The Duchess of Sussex has won her High Court privacy claim against the Mail on Sunday over the publication of a “personal and private” handwritten letter to her estranged father, Thomas Markle.
In a judgment on Thursday, Mr Justice Warby granted Meghan “summary judgment” in her claim for misuse of private information against the publisher of the Mail on Sunday and MailOnline over the publication of a letter to her father, Thomas Markle.
The judge said: “The claimant had a reasonable expectation that the contents of the letter would remain private. The Mail articles interfered with that reasonable expectation.”
He said that “the only tenable justification for any such interference was to correct some inaccuracies about the letter”, contained in an article in People magazine which featured an interview with five friends of Meghan.
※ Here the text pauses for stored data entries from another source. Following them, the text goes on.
//! 显式配置: 列名映射与数值阈值.
//!
//! 所有启发式和合并器都接受 `&QcConfig`, 不存在全局配置.

use std::env;
use std::fs;
use std::path::{Path, PathBuf};

use serde::{Deserialize, Serialize};
use serde_yaml::Value;

use crate::consts::{euler, limits, motion};
use crate::error::{QcError, QcResult};

/// 指定配置文件路径的环境变量.
pub const CONFIG_ENV: &str = "QC_BERRY_CONFIG";

/// session 表中启发式会用到的语义字段.
#[derive(Copy, Clone, Debug, Eq, PartialEq, Hash, Ord, PartialOrd)]
pub enum Field {
    /// 被试 ID.
    SubjectId,
    /// 访视代码.
    VisitCode,
    /// Image ID.
    ImageId,
    /// NIfTI 文件是否存在.
    NiftiExists,
    /// JSON sidecar 是否存在.
    JsonExists,
    /// T1w 图像是否存在.
    T1wExists,
    /// NIfTI `dim` 数组.
    NiftiDim,
    /// NIfTI `pixdim` 数组.
    NiftiPixdim,
    /// 重复时间, 秒.
    RepetitionTime,
    /// 相位视野百分比.
    PercentPhaseFov,
    /// 线圈名.
    CoilString,
    /// 厂商名.
    Manufacturer,
}

impl Field {
    /// 所有字段.
    pub const ALL: [Field; 12] = [
        Field::SubjectId,
        Field::VisitCode,
        Field::ImageId,
        Field::NiftiExists,
        Field::JsonExists,
        Field::T1wExists,
        Field::NiftiDim,
        Field::NiftiPixdim,
        Field::RepetitionTime,
        Field::PercentPhaseFov,
        Field::CoilString,
        Field::Manufacturer,
    ];
}

/// 语义字段到输入表列名的映射.
#[derive(Clone, Debug, PartialEq, Serialize, Deserialize)]
#[serde(default)]
pub struct FieldMap {
    /// 被试 ID 列.
    pub subject_id: String,
    /// 访视代码列.
    pub visit_code: String,
    /// Image ID 列.
    pub image_id: String,
    /// NIfTI 存在标志列.
    pub nifti_exists: String,
    /// JSON 存在标志列.
    pub json_exists: String,
    /// T1w 存在标志列.
    pub t1w_exists: String,
    /// NIfTI `dim` 列.
    pub nifti_dim: String,
    /// NIfTI `pixdim` 列.
    pub nifti_pixdim: String,
    /// 重复时间列.
    pub repetition_time: String,
    /// 相位视野百分比列.
    pub percent_phase_fov: String,
    /// 线圈名列.
    pub coil_string: String,
    /// 厂商名列.
    pub manufacturer: String,
}

impl Default for FieldMap {
    fn default() -> Self {
        Self {
            subject_id: "Subject_ID".into(),
            visit_code: "VISCODE".into(),
            image_id: "Image_ID".into(),
            nifti_exists: "NIfTI_exists".into(),
            json_exists: "JSON_exists".into(),
            t1w_exists: "T1w_exists".into(),
            nifti_dim: "nifti_dim".into(),
            nifti_pixdim: "nifti_pixdim".into(),
            repetition_time: "json_RepetitionTime".into(),
            percent_phase_fov: "json_PercentPhaseFOV".into(),
            coil_string: "json_CoilString".into(),
            manufacturer: "json_Manufacturer".into(),
        }
    }
}

impl FieldMap {
    /// 字段对应的列名.
    pub fn column(&self, field: Field) -> &str {
        match field {
            Field::SubjectId => &self.subject_id,
            Field::VisitCode => &self.visit_code,
            Field::ImageId => &self.image_id,
            Field::NiftiExists => &self.nifti_exists,
            Field::JsonExists => &self.json_exists,
            Field::T1wExists => &self.t1w_exists,
            Field::NiftiDim => &self.nifti_dim,
            Field::NiftiPixdim => &self.nifti_pixdim,
            Field::RepetitionTime => &self.repetition_time,
            Field::PercentPhaseFov => &self.percent_phase_fov,
            Field::CoilString => &self.coil_string,
            Field::Manufacturer => &self.manufacturer,
        }
    }
}

/// session 启发式的阈值.
#[derive(Clone, Debug, PartialEq, Serialize, Deserialize)]
#[serde(default)]
pub struct Thresholds {
    /// 单带 TR 区间 `[lo, hi]`, 秒.
    pub tr_single_band: (f64, f64),
    /// 多带 TR 区间 `[lo, hi]`, 秒.
    pub tr_multiband: (f64, f64),
    /// 扫描深度区间 `[lo, hi]`, 毫米.
    pub scan_depth_mm: (f64, f64),
    /// `PercentPhaseFOV` 必须严格大于该值.
    pub min_percent_phase_fov: f64,
    /// 最短扫描时长, 秒.
    pub min_duration_sec: f64,
    /// 最长扫描时长, 秒. 默认不启用.
    pub max_duration_sec: Option<f64>,
    /// 非脑部线圈名.
    pub bad_coils: Vec<String>,
    /// 已知有问题的 Image ID.
    pub bad_image_ids: Vec<i64>,
}

impl Default for Thresholds {
    fn default() -> Self {
        Self {
            tr_single_band: limits::TR_SINGLE_BAND,
            tr_multiband: limits::TR_MULTIBAND,
            scan_depth_mm: limits::SCAN_DEPTH_MM,
            min_percent_phase_fov: limits::MIN_PERCENT_PHASE_FOV,
            min_duration_sec: limits::MIN_DURATION_SEC,
            max_duration_sec: None,
            bad_coils: limits::BAD_COILS.iter().map(|s| s.to_string()).collect(),
            bad_image_ids: limits::BAD_IMAGE_IDS.to_vec(),
        }
    }
}

/// 运动汇总参数.
#[derive(Clone, Debug, PartialEq, Serialize, Deserialize)]
#[serde(default)]
pub struct MotionConfig {
    /// 高运动帧的 FD 阈值, 毫米.
    pub fd_thresh: f64,
    /// 头部半径, 毫米.
    pub head_radius_mm: f64,
}

impl Default for MotionConfig {
    fn default() -> Self {
        Self {
            fd_thresh: motion::FD_THRESH_MM,
            head_radius_mm: motion::HEAD_RADIUS_MM,
        }
    }
}

/// Euler 数提取与离群检测参数.
#[derive(Clone, Debug, PartialEq, Serialize, Deserialize)]
#[serde(default)]
pub struct EulerConfig {
    /// 中心化后超过该值即为离群.
    pub outlier_threshold: f64,
    /// 从被试名推断站点时需要去掉的前缀.
    pub site_prefix: String,
    /// 站点代码长度.
    pub site_len: usize,
    /// `mris_euler_number` 程序. 可以是 `PATH` 中的名字, 也可以是完整路径.
    pub mris_euler_number: String,
}

impl Default for EulerConfig {
    fn default() -> Self {
        Self {
            outlier_threshold: euler::OUTLIER_THRESH,
            site_prefix: euler::SITE_PREFIX.into(),
            site_len: euler::SITE_LEN,
            mris_euler_number: euler::MRIS_EULER_NUMBER.into(),
        }
    }
}

/// 最终纳入判定阈值.
#[derive(Clone, Debug, PartialEq, Serialize, Deserialize)]
#[serde(default)]
pub struct InclusionConfig {
    /// 平均 FD 阈值.
    pub fd_mean_thresh: f64,
    /// 高运动帧占比阈值.
    pub fd_prop_thresh: f64,
}

impl Default for InclusionConfig {
    fn default() -> Self {
        Self {
            fd_mean_thresh: motion::FD_MEAN_THRESH_MM,
            fd_prop_thresh: motion::FD_PROP_THRESH,
        }
    }
}

/// 全部配置.
#[derive(Clone, Debug, Default, PartialEq, Serialize, Deserialize)]
#[serde(default)]
pub struct QcConfig {
    /// 列名映射.
    pub fields: FieldMap,
    /// session 启发式阈值.
    pub thresholds: Thresholds,
    /// 运动汇总参数.
    pub motion: MotionConfig,
    /// Euler 参数.
    pub euler: EulerConfig,
    /// 最终纳入阈值.
    pub inclusion: InclusionConfig,
}

impl QcConfig {
    /// 从 YAML 文本解析. 缺省的节与字段取默认值.
    pub fn from_yaml_str(s: &str) -> QcResult<Self> {
        let value = parse_yaml_mapping(s, "<inline>")?;
        Self::from_value(value)
    }

    /// 从 YAML 文件读取.
    pub fn open<P: AsRef<Path>>(path: P) -> QcResult<Self> {
        Self::from_value(load_value(path)?)
    }

    /// 从已经加载的 YAML 值解析. 配置文件里可以存在与本结构无关的节.
    pub fn from_value(value: Value) -> QcResult<Self> {
        let cfg: Self = serde_yaml::from_value(value)?;
        cfg.validate()?;
        Ok(cfg)
    }

    /// 检查区间与阈值的基本合理性.
    pub fn validate(&self) -> QcResult<()> {
        let t = &self.thresholds;
        for (name, (lo, hi)) in [
            ("tr_single_band", t.tr_single_band),
            ("tr_multiband", t.tr_multiband),
            ("scan_depth_mm", t.scan_depth_mm),
        ] {
            if !(lo <= hi) {
                return Err(QcError::InvalidConfig(format!(
                    "thresholds.{name}: lower bound {lo} exceeds upper bound {hi}"
                )));
            }
        }
        if let Some(max) = t.max_duration_sec {
            if !(max >= t.min_duration_sec) {
                return Err(QcError::InvalidConfig(format!(
                    "thresholds.max_duration_sec ({max}) is below min_duration_sec ({})",
                    t.min_duration_sec
                )));
            }
        }
        if !(self.motion.head_radius_mm > 0.0) {
            return Err(QcError::InvalidConfig(
                "motion.head_radius_mm must be positive".into(),
            ));
        }
        Ok(())
    }
}

/// 读取 YAML 文件为通用值. 顶层必须是映射.
pub fn load_value<P: AsRef<Path>>(path: P) -> QcResult<Value> {
    let path = path.as_ref();
    if !path.is_file() {
        return Err(QcError::MissingInput(path.to_owned()));
    }
    let text = fs::read_to_string(path)?;
    parse_yaml_mapping(&text, &path.display().to_string())
}

fn parse_yaml_mapping(text: &str, origin: &str) -> QcResult<Value> {
    let value: Value = serde_yaml::from_str(text)?;
    match value {
        Value::Null => Ok(Value::Mapping(Default::default())),
        Value::Mapping(_) => Ok(value),
        _ => Err(QcError::InvalidConfig(format!(
            "config at {origin} is not a mapping at top level"
        ))),
    }
}

/// 按点分路径 (如 `"paths.fmriprep_output_dir"`) 取嵌套值.
pub fn get_value<'a>(cfg: &'a Value, key_path: &str) -> QcResult<&'a Value> {
    let mut cur = cfg;
    for part in key_path.split('.').filter(|p| !p.is_empty()) {
        cur = cur
            .as_mapping()
            .and_then(|m| m.get(part))
            .ok_or_else(|| QcError::ConfigKey(key_path.to_string()))?;
    }
    Ok(cur)
}

/// 渲染配置值供 shell 使用: 标量原样输出, 映射与序列输出为单行 JSON.
///
/// `null` 渲染为空串.
pub fn render_value(value: &Value) -> QcResult<String> {
    Ok(match value {
        Value::Null => String::new(),
        Value::Bool(b) => b.to_string(),
        Value::Number(n) => n.to_string(),
        Value::String(s) => s.clone(),
        _ => serde_json::to_string(value)?,
    })
}

/// 获取 `{用户主目录}/.qc-berry/config.yaml`.
pub fn home_config_path() -> Option<PathBuf> {
    let mut ans = dirs::home_dir()?;
    ans.push(".qc-berry");
    ans.push("config.yaml");
    Some(ans)
}

/// 解析配置文件路径.
///
/// 1. 若 `explicit` 非空, 直接返回之 (是否存在由调用者检查);
/// 2. 若环境变量 `$QC_BERRY_CONFIG` 非空, 返回其值;
/// 3. 若 `{用户主目录}/.qc-berry/config.yaml` 存在, 返回之;
/// 4. 否则返回 `None`, 表示使用内置默认值.
pub fn resolve_config_path(explicit: Option<&Path>) -> Option<PathBuf> {
    if let Some(p) = explicit {
        return Some(p.to_owned());
    }
    match env::var(CONFIG_ENV) {
        Ok(p) if !p.is_empty() => Some(PathBuf::from(p)),
        _ => home_config_path().filter(|p| p.is_file()),
    }
}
But Mr Justice Warby added: “The inescapable conclusion is that, save to the very limited extent I have identified, the disclosures made were not a necessary or proportionate means of serving that purpose.
“For the most part they did not serve that purpose at all. Taken as a whole the disclosures were manifestly excessive and hence unlawful.”
Meghan, 39, is suing the publisher of The Mail On Sunday and MailOnline over a series of articles which reproduced parts of the handwritten letter sent to 76-year-old Thomas Markle in August 2018.